In an RDMS, a change in schema is hard because changing one table can affect many others. In a NOSQL database, there are far fewer connections between tables (or "objects"). There is less to wrap your head around.

A nosql database schema change would force you to update every document requiring the change.

I would say rdms schemas are straight forward. Remove constrants, alter tables/move data, add constrants.

Changing a nosql schema going forward is simple. Adding new columns is equally simple. Deleting columns: rdms is much easier. Updating rdms is simplier.

With RDBMS the integrity constraints can make gradually changes to large data sets more difficult. It often means a lot of downtime or the code must tolerate old and new structures for a while. With NoSQL the constraints are probably already in the application layer.

I usually remove db constraints and implement constrains at the application level for both types.

When you remove constraints from an RDBMS you slow it down, sometimes catastrophically.

The query planner/compiler in all modern RDBMS use foreign key constraints, unique constraints, and check constraints to optimize their execution code.

For instance, having a foreign key constraint allows the query planner to omit any code that checks if a value is in the child table but not the parent during a join. It can sometimes avoid accessing one table or the other entirely (so-called “join elimination”).

That's just up to how you model your data. there's nothing that prevents you from using a single table with a JSON blob in an RDBMS either, but it's throwing away most of the benefits.

A NoSQL database might seem to make migrations easier, but I'm not convinced that it actually does.

> That's just up to how you model your data.

Well, a NoSQL database forces you to reduce or eliminate relations, whereas an RDMS allows and encourages them. Sure, theoretically, you can make an RDMS database without relations, but it goes against the standard design methodology. You can be sure that if you implement an RDMS in a large organization, relationships between tables will seep into your schema. With a NoSQL database, that's pretty much impossible.

> But that's silly. Because Database Schema Changes are Not Hard.

Live database schema changes are hard. Usually people just let server down a few seconds if schema changes and data are not huge.

Why is it hard? Most of changes are atomical and either in background or instant. What change require downtime?
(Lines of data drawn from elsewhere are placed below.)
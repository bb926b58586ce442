//! Application ports (traits) for external dependencies.
//!
//! In hexagonal architecture, ports define interfaces that the application
//! needs from the outside world. Adapters in `appbuilder-adapters` implement these.
//!
//! ## Port Types
//!
//! - **Driven (Output) Ports**: Called by application, implemented by infrastructure
//!   - `Filesystem`: File operations
//!   - `TemplateLoader`: Template directory lookup (embedded or on disk)
//!   - `TemplateRenderer`: Token substitution over a template tree
//!   - `XmlParser`: Text → owned `Element` tree
//!   - `ProjectRecordStore`: The `.rumi` project record
//!
//! - **Driving (Input) Ports**: Called by external world, implemented by application
//!   - (Defined in CLI layer, implemented by services)

pub mod output;

pub use output::{Filesystem, ProjectRecordStore, TemplateLoader, TemplateRenderer, XmlParser};

#[cfg(test)]
pub use output::{
    MockFilesystem, MockProjectRecordStore, MockTemplateLoader, MockTemplateRenderer,
    MockXmlParser,
};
I would argue that software change without downtime is harder and basically not solved problem for most environments unless you're using cluster of machines.

Live changes are hard because they requires precise planning, and must often be done in several steps.
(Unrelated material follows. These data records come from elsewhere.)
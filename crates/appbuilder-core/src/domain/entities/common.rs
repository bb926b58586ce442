use super::DomainError;
use std::fmt;
use std::path::{Component, Path, PathBuf};

/// A template-relative path, guaranteed not to be absolute.
///
/// Paths are stored with `/` separators regardless of host platform so that
/// token substitution and `config.xml` lookups behave the same everywhere.
#[derive(Debug, Clone, PartialEq, Eq, Hash, PartialOrd, Ord)]
pub struct RelativePath(String);

impl RelativePath {
    /// Fallible constructor.
    pub fn try_new(path: impl AsRef<Path>) -> Result<Self, DomainError> {
        let path = path.as_ref();
        if path.is_absolute() || path.has_root() {
            return Err(DomainError::AbsolutePathNotAllowed {
                path: path.display().to_string(),
            });
        }

        let segments: Vec<String> = path
            .components()
            .filter_map(|c| match c {
                Component::Normal(s) => Some(s.to_string_lossy().into_owned()),
                _ => None,
            })
            .collect();

        Ok(Self(segments.join("/")))
    }

    /// Join a segment, maintaining relative invariant.
    pub fn join(&self, segment: impl AsRef<Path>) -> Result<Self, DomainError> {
        let segment = Self::try_new(segment)?;
        if self.0.is_empty() {
            return Ok(segment);
        }
        if segment.0.is_empty() {
            return Ok(self.clone());
        }
        Ok(Self(format!("{}/{}", self.0, segment.0)))
    }

    /// Path segments, skipping empty ones.
    pub fn segments(&self) -> impl Iterator<Item = &str> {
        self.0.split('/').filter(|s| !s.is_empty())
    }

    /// Final segment, if any.
    pub fn file_name(&self) -> Option<&str> {
        self.segments().last()
    }

    /// Everything except the final segment.
    pub fn parent(&self) -> Self {
        match self.0.rfind('/') {
            Some(idx) => Self(self.0[..idx].to_string()),
            None => Self(String::new()),
        }
    }

    pub fn is_empty(&self) -> bool {
        self.0.is_empty()
    }

    pub fn as_str(&self) -> &str {
        &self.0
    }

    pub fn to_path_buf(&self) -> PathBuf {
        self.segments().collect()
    }
}

impl AsRef<str> for RelativePath {
    fn as_ref(&self) -> &str {
        &self.0
    }
}

impl fmt::Display for RelativePath {
    fn fmt(&self, f: &mut fmt::Formatter<'_>) -> fmt::Result {
        f.write_str(&self.0)
    }
}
Imagine you're extracting some data to a new table in order to support 1:N instead of 1:1 of something. For example, introducing an address table, instead of storing the address directly in the customer table.
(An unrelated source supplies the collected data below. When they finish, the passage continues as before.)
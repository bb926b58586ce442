//! AppBuilder Core - Hexagonal Architecture Implementation
//!
//! This crate provides the domain and application layers for the AppBuilder
//! project scaffolder, following hexagonal (ports and adapters) architecture.
//!
//! ## Architecture Overview
//!
//! ```text
//! ┌─────────────────────────────────────────┐
//! │         appbuilder-cli (CLI)            │
//! │     (Implements Driving Ports)          │
//! └──────────────────┬──────────────────────┘
//!                    │ calls
//!                    ▼
//! ┌─────────────────────────────────────────┐
//! │         Application Services            │
//! │  (ScaffoldService, TemplateService,     │
//! │   FactoryIdAllocator, ConfigInjector)   │
//! └──────────────────┬──────────────────────┘
//!                    │ uses
//!                    ▼
//! ┌─────────────────────────────────────────┐
//! │      Application Ports (Traits)         │
//! │ (Filesystem, TemplateLoader, XmlParser, │
//! │  TemplateRenderer, ProjectRecordStore)  │
//! └──────────────────┬──────────────────────┘
//!                    │ implemented by
//!                    ▼
//! ┌─────────────────────────────────────────┐
//! │   appbuilder-adapters (Infrastructure)  │
//! │ (LocalFilesystem, XotParser, loaders)   │
//! └─────────────────────────────────────────┘
//!                    │
//!                    ▼
//! ┌─────────────────────────────────────────┐
//! │         Domain Layer (Pure Logic)       │
//! │  (TokenMap, Element, ConfigMerger,      │
//! │   identifier allocation, params)        │
//! └─────────────────────────────────────────┘
//! ```
//!
//! ## Usage
//!
//! ```rust,no_run
//! use appbuilder_core::prelude::*;
//!
//! let mut config = Element::new("config");
//! let fragment = Fragment::new(
//!     InsertionPath::from_segments(["profiles", "dev"]),
//!     Element::new("app").with_attribute("name", "orders"),
//! );
//!
//! let report = ConfigMerger::new().merge(&mut config, vec![fragment]);
//! assert_eq!(report.injected(), 1);
//! ```

// Domain layer (pure logic, no I/O)
pub mod domain;

// Application layer (ports + orchestration)
pub mod application;

// Root error types
pub mod error;

/// Types most callers need.
pub mod prelude {
    pub use crate::application::{
        ConfigInjector, FactoryIdAllocator, ScaffoldService, TemplateService,
        ports::{Filesystem, ProjectRecordStore, TemplateLoader, TemplateRenderer, XmlParser},
    };
    pub use crate::domain::{
        AppParams, ConfigMerger, Element, Fragment, InsertionPath, MergeMode, MergeOutcome,
        MergeReport, ServiceParams, TokenMap, XmlDocument, XmlNode,
    };
    pub use crate::error::{AppBuilderError, AppBuilderResult};
}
If you can have downtime, and have a small database, this can be done with one change and one deploy - that's not very hard.

If you have a big database (100s of GB), and can't have downtime, you can't grab a full table lock to rewrite all the records in one go. You'll have to do something like

  1) create the new table (easy)
  2) create a marker column on the old table saying 'data moved to new  table', set to false on all records
  3) deploy version of application that can use both schemas
  4) migrate all data to the new table, flipping the marker as you go.
  5) nce all records are migrated, deploy new version of application that only uses new schema
  6) drop marker and old columns
(there are multiple ways to do this, of course - this is one approach)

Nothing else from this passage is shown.